NYSE Short Interest Hits New High

I am up in Maine this weekend at Leen’s Lodge, courtesy of David Kotok’s annual economic summit/fly fishing event. Participants are here from as far away as Chile and Scotland, but its mostly a domestic affair. More than a few names you might know are here: Jim McTeague of Barron’s, BCA research economist Martin Barnes, John Silvia, chief economist of Wachovia, and a soon to be arriving Fed official.

On point to a conversation we had last night is the latest short interest data:

"Short-selling activity rose to a fifth consecutive monthly record at the New York Stock Exchange as interest-rate jitters roiled the market, then gave way to optimism about earnings and the economy.

For the monthly period ending July 13, the number of short-selling positions not yet closed out at the NYSE — so-called short interest — rose 3.9% to 12,950,726,148 shares from 12,467,283,409 shares in mid-June.

Marketwide, the short ratio, or number of days’ average volume represented by the short positions outstanding at the exchange, rose to 8.4 from 8.0."

Over too much Scotch late last night, we had an interesting
discussion last night about the meaning of Short Interest/Margin Debt
expansion: How much of the increased short interest is due to the new
130/30 or 120/20 long short mutual funds? 

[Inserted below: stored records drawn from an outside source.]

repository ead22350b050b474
//! Main module for the ASTRO service binary (astro).
//!
//! This module provides the main function and auxiliary functionality for
//! the service: command parsing, configuration loading, and startup of the
//! HTTP server.
//!
//! # Examples
//!
//! Running the server:
//!
//! ```sh
//! cargo run -- serve
//! astro serve --config /etc/astro/config.yaml
//! ```
//!
//! Initializing the service's configuration:
//!
//! ```sh
//! cargo run -- init
//! astro init
//! ```

use astro_chat::{BoxError, commands, config, config_dir, server};
use clap::Parser;
use once_cell::sync::OnceCell;
use std::fs;
use std::net::SocketAddr;
use std::sync::Arc;
use tracing::{debug, info};

static TRACING: OnceCell<()> = OnceCell::new();

fn main() -> Result<(), BoxError> {
    TRACING.get_or_init(|| {
        tracing_subscriber::fmt::init();
    });
    let runtime = tokio::runtime::Runtime::new()?;
    runtime.block_on(run())?;
    Ok(())
}

/// Main asynchronous function of the ASTRO service.
///
/// Parses command-line arguments, loads configuration, and executes the
/// appropriate command.
///
/// # Errors
///
/// Returns an error if there is an issue loading the configuration, loading
/// a startup artifact, or binding the server.
async fn run() -> Result<(), BoxError> {
    let cli = commands::Cli::parse();

    match cli.command {
        commands::Commands::Serve { config } => {
            let config_path = match config {
                Some(path) => path,
                None => config_dir()?.join("config.yaml"),
            };
            debug!("Loading config from: {}", config_path.display());
            let astro_config = config::load_config(
                config_path
                    .to_str()
                    .ok_or("config path is not valid UTF-8")?,
            )?;
            debug!("Config loaded: {:?}", astro_config);

            let state = server::bootstrap(&astro_config)?;
            let addr: SocketAddr =
                format!("{}:{}", astro_config.bind_address, astro_config.port).parse()?;
            server::serve(Arc::new(state), addr).await?;
        }
        commands::Commands::Init => {
            debug!("Initializing configuration");
            init()?;
        }
    }

    Ok(())
}

/// Initializes the service's configuration.
///
/// Creates the configuration directory and writes a default `config.yaml`
/// pointing at a local Ollama-compatible endpoint and the data artifacts in
/// the current directory.
///
/// # Errors
///
/// Returns an error if there is an issue creating the directory or file, or
/// serializing the configuration to YAML.
fn init() -> Result<(), BoxError> {
    let config_dir = config_dir()?;
    fs::create_dir_all(&config_dir)?;

    let config_path = config_dir.join("config.yaml");
    info!("Creating config file: {}", config_path.display());
    let config = config::AstroConfig {
        api_base: "http://localhost:11434/v1".to_string(),
        api_key: "CHANGEME".to_string(),
        model: "phi".to_string(),
        context_max_tokens: 512,
        index_path: "missions.index".into(),
        corpus_path: "mission_data.json".into(),
        custom_responses_path: Some("custom_responses.json".into()),
        bind_address: "127.0.0.1".to_string(),
        port: 5000,
        similarity_threshold: 0.75,
        top_k: 1,
        context_budget_chars: 1000,
        memory_budget_chars: 600,
        gateway_timeout_secs: 60,
        max_sessions: 1024,
    };
    let config_yaml = serde_yaml::to_string(&config)?;
    fs::write(config_path, config_yaml)?;

    Ok(())
}
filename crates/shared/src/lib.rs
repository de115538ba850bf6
pub mod domain;
pub mod error;
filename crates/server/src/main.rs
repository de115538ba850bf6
use std::{net::SocketAddr, path::PathBuf, sync::Arc};

use anyhow::Context;
use axum::{
    extract::{Path, State},
    http::{StatusCode, Uri},
    response::{Html, IntoResponse, Redirect, Response},
    routing::get,
    Router,
};
use clap::Parser;
use shared::{
    domain::PageName,
    error::{ErrorCode, SiteError},
};
use site_pages::{
    render_not_found_page, render_page, render_wizard_step, SiteContext, SiteTemplates,
};
use tower_http::{services::ServeDir, trace::TraceLayer};
use tracing::{debug, error, info};
use tracing_subscriber::EnvFilter;

mod app_state;
mod config;

use app_state::AppState;
use config::load_settings;

#[derive(Parser, Debug)]
struct Cli {
    #[arg(long, default_value = "site.toml")]
    config: PathBuf,
    #[arg(long)]
    bind: Option<String>,
}

#[tokio::main]
async fn main() -> anyhow::Result<()> {
    let filter = EnvFilter::try_from_default_env().unwrap_or_else(|_| EnvFilter::new("info"));
    tracing_subscriber::fmt().with_env_filter(filter).init();

    let cli = Cli::parse();
    let mut settings = load_settings(&cli.config);
    if let Some(bind) = cli.bind {
        settings.server_bind = bind;
    }

    let templates = SiteTemplates::from_dir(&settings.templates_dir).with_context(|| {
        format!(
            "failed to load templates from '{}'",
            settings.templates_dir.display()
        )
    })?;

    let state = AppState {
        site: SiteContext::new(templates),
        static_dir: settings.static_dir.clone(),
        debug: settings.debug,
    };
    let app = build_router(Arc::new(state));

    let addr: SocketAddr = settings
        .server_bind
        .parse()
        .with_context(|| format!("invalid bind address '{}'", settings.server_bind))?;
    info!(
        %addr,
        debug = settings.debug,
        static_dir = %settings.static_dir.display(),
        "site listening"
    );
    let listener = tokio::net::TcpListener::bind(addr).await?;
    axum::serve(listener, app).await?;
    Ok(())
}

fn build_router(state: Arc<AppState>) -> Router {
    let static_files = ServeDir::new(&state.static_dir);
    Router::new()
        .route("/", get(index))
        .route("/healthz", get(healthz))
        .route("/new-projects/:step/", get(wizard_step))
        .route("/new-projects/:step", get(append_slash))
        .route("/:page_name/", get(page))
        .route("/:page_name", get(append_slash))
        .nest_service("/static", static_files)
        .fallback(unmatched)
        .layer(TraceLayer::new_for_http())
        .with_state(state)
}

async fn healthz() -> &'static str {
    "ok"
}

async fn index(State(state): State<Arc<AppState>>, uri: Uri) -> Response {
    let result = render_page(&state.site, &PageName::index());
    html_response(&state, &uri, result)
}

async fn page(
    State(state): State<Arc<AppState>>,
    Path(page_name): Path<String>,
    uri: Uri,
) -> Response {
    let result = render_page(&state.site, &PageName::new(page_name));
    html_response(&state, &uri, result)
}

async fn wizard_step(
    State(state): State<Arc<AppState>>,
    Path(step): Path<String>,
    uri: Uri,
) -> Response {
    let result = match parse_step(&step) {
        Some(step) => render_wizard_step(&state.site, step),
        None => Err(SiteError::not_found(format!("Step {step} not found"))),
    };
    html_response(&state, &uri, result)
}

async fn append_slash(uri: Uri) -> Redirect {
    let target = match uri.query() {
        Some(query) => format!("{}/?{query}", uri.path()),
        None => format!("{}/", uri.path()),
    };
    Redirect::permanent(&target)
}

async fn unmatched(State(state): State<Arc<AppState>>, uri: Uri) -> Response {
    let err = SiteError::not_found(format!("No page matches {}", uri.path()));
    error_response(&state, &uri, &err)
}

// Only plain digit runs name a step, so `+3` or `-1` never reach the table.
fn parse_step(raw: &str) -> Option<u32> {
    if raw.is_empty() || !raw.bytes().all(|b| b.is_ascii_digit()) {
        return None;
    }
    raw.parse().ok()
}

fn html_response(state: &AppState, uri: &Uri, result: Result<String, SiteError>) -> Response {
    match result {
        Ok(html) => Html(html).into_response(),
        Err(err) => error_response(state, uri, &err),
    }
}

fn error_response(state: &AppState, uri: &Uri, err: &SiteError) -> Response {
    match err.code() {
        ErrorCode::NotFound => {
            debug!(path = %uri.path(), %err, "page not found");
            let message = if state.debug {
                err.to_string()
            } else {
                "Not Found".to_string()
            };
            match render_not_found_page(&state.site, &message, uri.path()) {
                Some(html) => (StatusCode::NOT_FOUND, Html(html)).into_response(),
                None => (StatusCode::NOT_FOUND, message).into_response(),
            }
        }
        ErrorCode::Internal => {
            error!(path = %uri.path(), %err, "failed to render page");
            let message = if state.debug {
                err.to_string()
            } else {
                "Internal Server Error".to_string()
            };
            (StatusCode::INTERNAL_SERVER_ERROR, message).into_response()
        }
    }
}

#[cfg(test)]
#[path = "tests/main_tests.rs"]
mod tests;
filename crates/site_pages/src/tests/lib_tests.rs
use super::*;
use shared::domain::DASHBOARD_PAGES;

const BASE: &str = "<main>{% block content %}{% endblock %}</main>";
const PAGE: &str = "{% extends \"base.html\" %}{% block content %}[{{ active_page }}]{% endblock %}";
const STEP: &str = "{{ current_step }}/{{ total_steps }} {{ step_name }} \
{% for number, label in step_names %}{{ number }}={{ label }};{% endfor %}";

fn site(extra: &[(&'static str, &'static str)]) -> SiteContext {
    let mut sources = vec![
        ("base.html", BASE),
        ("index.html", PAGE),
        ("pricing.html", PAGE),
        ("privacy_policy.html", "privacy"),
        ("about-us.html", "hyphenated"),
        ("about_us.html", "underscored"),
        ("broken.html", "{{ missing_value | upper }}"),
        ("dashboard.html", PAGE),
        ("project-list.html", PAGE),
        ("new-project.html", PAGE),
        ("your-plan.html", PAGE),
        ("ambassador-affiliate.html", PAGE),
        ("settings.html", PAGE),
    ];
    sources.extend(extra.iter().copied());
    SiteContext::new(SiteTemplates::from_sources(sources).expect("templates"))
}

fn wizard_site() -> SiteContext {
    site(&[
        ("new_projects/step_1.html", STEP),
        ("new_projects/step_2.html", STEP),
        ("new_projects/step_3.html", STEP),
        ("new_projects/step_4.html", STEP),
        ("new_projects/step_5.html", STEP),
        ("new_projects/step_6.html", STEP),
    ])
}

#[test]
fn index_renders_with_empty_active_page() {
    let ctx = site(&[]);
    let html = render_page(&ctx, &PageName::index()).expect("index");
    assert_eq!(html, "<main>[]</main>");
}

#[test]
fn suffixed_names_are_not_double_suffixed() {
    let ctx = site(&[]);
    let plain = render_page(&ctx, &PageName::new("pricing")).expect("plain");
    let suffixed = render_page(&ctx, &PageName::new("pricing.html")).expect("suffixed");
    assert_eq!(plain, suffixed);
}

#[test]
fn dashboard_pages_mark_themselves_active() {
    let ctx = site(&[]);
    for page in DASHBOARD_PAGES {
        let html = render_page(&ctx, &PageName::new(page)).expect("page");
        assert_eq!(html, format!("<main>[{page}]</main>"));

        let html = render_page(&ctx, &PageName::new(format!("{page}.html"))).expect("page");
        assert_eq!(html, format!("<main>[{page}]</main>"));
    }
}

#[test]
fn hyphenated_name_falls_back_to_underscore_template() {
    let ctx = site(&[]);
    let html = render_page(&ctx, &PageName::new("privacy-policy")).expect("fallback");
    assert_eq!(html, "privacy");
}

#[test]
fn direct_match_wins_over_underscore_variant() {
    let ctx = site(&[]);
    let html = render_page(&ctx, &PageName::new("about-us")).expect("direct");
    assert_eq!(html, "hyphenated");
}

#[test]
fn underscore_names_are_not_retried_with_hyphens() {
    let ctx = site(&[("terms-of-use.html", "terms")]);
    let err = render_page(&ctx, &PageName::new("terms_of_use")).expect_err("no reverse fallback");
    assert_eq!(err, SiteError::not_found("Page terms_of_use not found"));
}

#[test]
fn unknown_page_without_hyphen_is_not_found() {
    let ctx = site(&[]);
    let err = render_page(&ctx, &PageName::new("careers")).expect_err("missing");
    assert_eq!(err, SiteError::not_found("Page careers not found"));
}

#[test]
fn unknown_hyphenated_page_is_not_found_after_fallback() {
    let ctx = site(&[]);
    let err = render_page(&ctx, &PageName::new("job-board")).expect_err("missing");
    assert!(matches!(err, SiteError::PageNotFound(message) if message.contains("job-board")));
}

#[test]
fn separators_in_page_name_are_not_found() {
    let ctx = site(&[("includes/navbar.html", "nav")]);
    let err = render_page(&ctx, &PageName::new("includes/navbar")).expect_err("rejected");
    assert!(matches!(err, SiteError::PageNotFound(_)));
}

#[test]
fn broken_page_template_reports_render_error() {
    let ctx = site(&[]);
    let err = render_page(&ctx, &PageName::new("broken")).expect_err("broken");
    assert!(matches!(err, SiteError::Render { ref template, .. } if template == "broken.html"));
}

#[test]
fn every_wizard_step_renders_its_template() {
    let ctx = wizard_site();
    for definition in WIZARD_STEPS {
        let html = render_wizard_step(&ctx, definition.number).expect("step");
        assert!(
            html.starts_with(&format!("{}/6 ", definition.number)),
            "unexpected body for step {}: {html}",
            definition.number
        );
        assert!(html.contains("1=Project Type;"));
        assert!(html.contains("5=Budget;"));
    }
    let html = render_wizard_step(&ctx, 2).expect("step");
    assert!(html.starts_with("2/6 Project Details "));
}

#[test]
fn wizard_steps_outside_range_are_not_found() {
    let ctx = wizard_site();
    for step in [0, 7] {
        let err = render_wizard_step(&ctx, step).expect_err("out of range");
        assert!(matches!(err, SiteError::PageNotFound(ref message) if message.contains("1-6")));
    }
}

#[test]
fn wizard_step_with_missing_template_is_not_found() {
    let ctx = site(&[("new_projects/step_1.html", STEP)]);
    assert!(render_wizard_step(&ctx, 1).is_ok());
    let err = render_wizard_step(&ctx, 3).expect_err("missing template");
    assert!(matches!(err, SiteError::PageNotFound(ref message) if message.contains("step_3.html")));
}

#[test]
fn wizard_step_render_failure_is_not_found() {
    let ctx = site(&[("new_projects/step_4.html", "{{ nope | upper }}")]);
    let err = render_wizard_step(&ctx, 4).expect_err("broken template");
    assert!(matches!(err, SiteError::PageNotFound(_)));
}

#[test]
fn not_found_page_uses_template_when_present() {
    let ctx = site(&[("404.html", "{{ path }}: {{ message }}")]);
    let html = render_not_found_page(&ctx, "Not Found", "/careers/").expect("404 page");
    assert_eq!(html, "&#x2F;careers&#x2F;: Not Found");

    let ctx = site(&[]);
    assert!(render_not_found_page(&ctx, "Not Found", "/careers/").is_none());
}
use std::fmt;

use serde::{Deserialize, Serialize};

pub const TEMPLATE_SUFFIX: &str = ".html";

/// Page rendered for the site root.
pub const INDEX_PAGE: &str = "index";

/// Pages that highlight their own entry in the dashboard navigation.
pub const DASHBOARD_PAGES: [&str; 6] = [
    "dashboard",
    "project-list",
    "new-project",
    "your-plan",
    "ambassador-affiliate",
    "settings",
];

/// A requested page, as taken from the URL. May or may not carry `.html`.
#[derive(Debug, Clone, PartialEq, Eq, Hash, Serialize, Deserialize)]
pub struct PageName(pub String);

impl PageName {
    pub fn new(raw: impl Into<String>) -> Self {
        Self(raw.into())
    }

    pub fn index() -> Self {
        Self::new(INDEX_PAGE)
    }

    pub fn as_str(&self) -> &str {
        &self.0
    }

    /// Template to look up first: the name with `.html` appended once.
    pub fn template_name(&self) -> String {
        if self.0.ends_with(TEMPLATE_SUFFIX) {
            self.0.clone()
        } else {
            format!("{}{TEMPLATE_SUFFIX}", self.0)
        }
    }

    /// Name with a trailing `.html` stripped.
    pub fn key(&self) -> &str {
        self.0.strip_suffix(TEMPLATE_SUFFIX).unwrap_or(&self.0)
    }

    /// Fallback template for hyphenated names, e.g. `privacy-policy` ->
    /// `privacy_policy.html`. `None` when the name has no hyphen.
    pub fn underscore_variant(&self) -> Option<String> {
        if !self.0.contains('-') {
            return None;
        }
        Some(self.template_name().replace('-', "_"))
    }

    /// Empty names and names with path separators never map to a page.
    pub fn is_resolvable(&self) -> bool {
        !self.key().is_empty() && !self.0.contains('/') && !self.0.contains('\\')
    }

    pub fn active_page(&self) -> &'static str {
        active_page_for(self.key())
    }
}

impl fmt::Display for PageName {
    fn fmt(&self, f: &mut fmt::Formatter<'_>) -> fmt::Result {
        f.write_str(&self.0)
    }
}

pub fn active_page_for(key: &str) -> &'static str {
    DASHBOARD_PAGES
        .iter()
        .copied()
        .find(|page| *page == key)
        .unwrap_or("")
}

#[derive(Debug, Clone, Copy, PartialEq, Eq)]
pub struct StepDefinition {
    pub number: u32,
    pub template: &'static str,
    pub label: &'static str,
}

pub const WIZARD_STEPS: [StepDefinition; 6] = [
    StepDefinition {
        number: 1,
        template: "new_projects/step_1.html",
        label: "Project Type",
    },
    StepDefinition {
        number: 2,
        template: "new_projects/step_2.html",
        label: "Project Details",
    },
    StepDefinition {
        number: 3,
        template: "new_projects/step_3.html",
        label: "Requirements",
    },
    StepDefinition {
        number: 4,
        template: "new_projects/step_4.html",
        label: "Deadline",
    },
    StepDefinition {
        number: 5,
        template: "new_projects/step_5.html",
        label: "Budget",
    },
    StepDefinition {
        number: 6,
        template: "new_projects/step_6.html",
        label: "Review & Submit",
    },
];

pub const TOTAL_STEPS: u32 = WIZARD_STEPS.len() as u32;

/// Dashboard entry highlighted while the wizard is open.
pub const WIZARD_ACTIVE_PAGE: &str = "new-project";

pub fn step_definition(step: u32) -> Option<&'static StepDefinition> {
    WIZARD_STEPS.iter().find(|definition| definition.number == step)
}

/// Human-readable range of accepted step numbers, e.g. `1-6`.
pub fn valid_step_range() -> String {
    let first = WIZARD_STEPS.first().map_or(0, |step| step.number);
    let last = WIZARD_STEPS.last().map_or(0, |step| step.number);
    format!("{first}-{last}")
}
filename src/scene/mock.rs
//! Shared test doubles for the environment and intersector.

use std::collections::HashMap;
use std::sync::atomic::{AtomicU32, Ordering};
use std::sync::{Arc, Mutex, Weak};
use std::time::Duration;

use uuid::Uuid;

use crate::core::types::Vec3;
use crate::math::{Parabola, Ray};
use crate::pick::collision::CollisionRegion;
use crate::pick::result::PickResult;
use crate::scene::environment::{HandSide, PickEnvironment};
use crate::scene::intersect::{IntersectionContext, Intersector};
use crate::scene::nestable::{Nestable, NestableType};
use crate::transform::Pose;

/// A nestable test object with an adjustable pose and a fixed joint table.
pub(crate) struct MockNestable {
    id: Uuid,
    nestable_type: NestableType,
    pose: Mutex<Pose>,
    joints: HashMap<String, i32>,
}

impl MockNestable {
    pub(crate) fn new(id: Uuid, nestable_type: NestableType, pose: Pose) -> Self {
        Self {
            id,
            nestable_type,
            pose: Mutex::new(pose),
            joints: HashMap::new(),
        }
    }

    pub(crate) fn set_pose(&self, pose: Pose) {
        *self.pose.lock().unwrap() = pose;
    }
}

impl Nestable for MockNestable {
    fn id(&self) -> Uuid {
        self.id
    }

    fn nestable_type(&self) -> NestableType {
        self.nestable_type
    }

    fn world_pose(&self) -> Pose {
        *self.pose.lock().unwrap()
    }

    fn joint_pose(&self, joint_index: i32) -> Option<Pose> {
        let base = self.world_pose();
        match joint_index {
            0 => Some(base),
            // Joints fan out along +X so tests can tell them apart.
            i if i > 0 => Some(Pose {
                position: base.position + Vec3::X * i as f32,
                ..base
            }),
            _ => None,
        }
    }

    fn joint_index(&self, name: &str) -> Option<i32> {
        self.joints.get(name).copied()
    }
}

/// Configurable [`PickEnvironment`] double.
pub(crate) struct MockEnvironment {
    objects: Mutex<HashMap<Uuid, Arc<MockNestable>>>,
    avatar: Mutex<Option<Arc<MockNestable>>>,
    head: Mutex<Option<Pose>>,
    mouse: Mutex<Option<Pose>>,
    left_hand: Mutex<Option<Pose>>,
    right_hand: Mutex<Option<Pose>>,
}

impl MockEnvironment {
    pub(crate) fn new() -> Self {
        Self {
            objects: Mutex::new(HashMap::new()),
            avatar: Mutex::new(None),
            head: Mutex::new(None),
            mouse: Mutex::new(None),
            left_hand: Mutex::new(None),
            right_hand: Mutex::new(None),
        }
    }

    /// Register an entity at the given pose and return its handle.
    pub(crate) fn add_entity(&self, id: Uuid, pose: Pose) -> Arc<MockNestable> {
        let entity = Arc::new(MockNestable::new(id, NestableType::Entity, pose));
        self.objects.lock().unwrap().insert(id, entity.clone());
        entity
    }

    /// Drop the environment's strong reference, leaving weak anchors dangling.
    pub(crate) fn remove_object(&self, id: Uuid) {
        self.objects.lock().unwrap().remove(&id);
    }

    /// Install a local avatar with the given name -> index joint table.
    pub(crate) fn set_avatar_with_joints(&self, joints: &[(&str, i32)]) -> Uuid {
        let id = Uuid::new_v4();
        let mut avatar = MockNestable::new(id, NestableType::Avatar, Pose::default());
        avatar.joints = joints
            .iter()
            .map(|(name, index)| (name.to_string(), *index))
            .collect();
        *self.avatar.lock().unwrap() = Some(Arc::new(avatar));
        id
    }

    pub(crate) fn set_mouse_pose(&self, pose: Option<Pose>) {
        *self.mouse.lock().unwrap() = pose;
    }

    pub(crate) fn set_head_pose(&self, pose: Option<Pose>) {
        *self.head.lock().unwrap() = pose;
    }

    pub(crate) fn set_hand_pose(&self, side: HandSide, pose: Option<Pose>) {
        match side {
            HandSide::Left => *self.left_hand.lock().unwrap() = pose,
            HandSide::Right => *self.right_hand.lock().unwrap() = pose,
            HandSide::Invalid => {}
        }
    }
}

impl PickEnvironment for MockEnvironment {
    fn find_nestable(&self, id: Uuid) -> Option<Weak<dyn Nestable>> {
        if let Some(object) = self.objects.lock().unwrap().get(&id) {
            return Some(Arc::downgrade(object) as Weak<dyn Nestable>);
        }
        let avatar = self.avatar.lock().unwrap();
        match avatar.as_ref() {
            Some(a) if a.id() == id => Some(Arc::downgrade(a) as Weak<dyn Nestable>),
            _ => None,
        }
    }

    fn local_avatar(&self) -> Option<Arc<dyn Nestable>> {
        self.avatar
            .lock()
            .unwrap()
            .as_ref()
            .map(|a| a.clone() as Arc<dyn Nestable>)
    }

    fn head_pose(&self) -> Option<Pose> {
        *self.head.lock().unwrap()
    }

    fn mouse_pose(&self) -> Option<Pose> {
        *self.mouse.lock().unwrap()
    }

    fn hand_pose(&self, side: HandSide) -> Option<Pose> {
        match side {
            HandSide::Left => *self.left_hand.lock().unwrap(),
            HandSide::Right => *self.right_hand.lock().unwrap(),
            HandSide::Invalid => None,
        }
    }
}

/// [`Intersector`] double: every call hits at the shape's origin and
/// reports a global call sequence number as the distance, so tests can
/// observe evaluation order. An optional per-call sleep makes cost
/// deterministic for budget tests.
pub(crate) struct MockIntersector {
    delay: Duration,
    calls: AtomicU32,
    last_context: Mutex<Option<CapturedContext>>,
}

/// Snapshot of the last [`IntersectionContext`] seen by the mock.
#[derive(Clone, Debug)]
pub(crate) struct CapturedContext {
    pub filter_bits: u32,
    pub max_distance: f32,
    pub precision: bool,
    pub include_items: Vec<Uuid>,
    pub ignore_items: Vec<Uuid>,
}

impl MockIntersector {
    pub(crate) fn new() -> Self {
        Self::with_delay(Duration::ZERO)
    }

    pub(crate) fn with_delay(delay: Duration) -> Self {
        Self {
            delay,
            calls: AtomicU32::new(0),
            last_context: Mutex::new(None),
        }
    }

    pub(crate) fn calls(&self) -> u32 {
        self.calls.load(Ordering::SeqCst)
    }

    pub(crate) fn last_context(&self) -> Option<CapturedContext> {
        self.last_context.lock().unwrap().clone()
    }

    fn capture(&self, ctx: &IntersectionContext<'_>) {
        *self.last_context.lock().unwrap() = Some(CapturedContext {
            filter_bits: ctx.filter.bits(),
            max_distance: ctx.max_distance,
            precision: ctx.precision,
            include_items: ctx.include_items.to_vec(),
            ignore_items: ctx.ignore_items.to_vec(),
        });
    }

    fn hit(&self, position: Vec3) -> PickResult {
        if !self.delay.is_zero() {
            std::thread::sleep(self.delay);
        }
        let sequence = self.calls.fetch_add(1, Ordering::SeqCst) + 1;
        PickResult {
            intersects: true,
            object_id: None,
            object_type: None,
            distance: sequence as f32,
            intersection: position,
            surface_normal: Vec3::Y,
            contacts: Vec::new(),
        }
    }
}

impl Intersector for MockIntersector {
    fn intersect_ray(&self, ray: &Ray, ctx: &IntersectionContext<'_>) -> PickResult {
        self.capture(ctx);
        self.hit(ray.origin)
    }

    fn intersect_parabola(&self, parabola: &Parabola, ctx: &IntersectionContext<'_>) -> PickResult {
        self.capture(ctx);
        self.hit(parabola.origin)
    }

    fn intersect_stylus(
        &self,
        tip: &Pose,
        _side: HandSide,
        ctx: &IntersectionContext<'_>,
    ) -> PickResult {
        self.capture(ctx);
        self.hit(tip.position)
    }

    fn intersect_volume(
        &self,
        region: &CollisionRegion,
        ctx: &IntersectionContext<'_>,
    ) -> PickResult {
        self.capture(ctx);
        self.hit(region.position)
    }
}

The mutual fund attempt to
create a product that is competitive to what hedge funds are doing may
be a source of the increased short interest. 

I have no idea how much cash is in these 130/30 funds, but I have to guesstimate it in the 100s of billions of dollars.

Might that be a cause of some of the short interest increase? For those who track short interest as a sentiment measure, these funds could be significantly impacting their metric.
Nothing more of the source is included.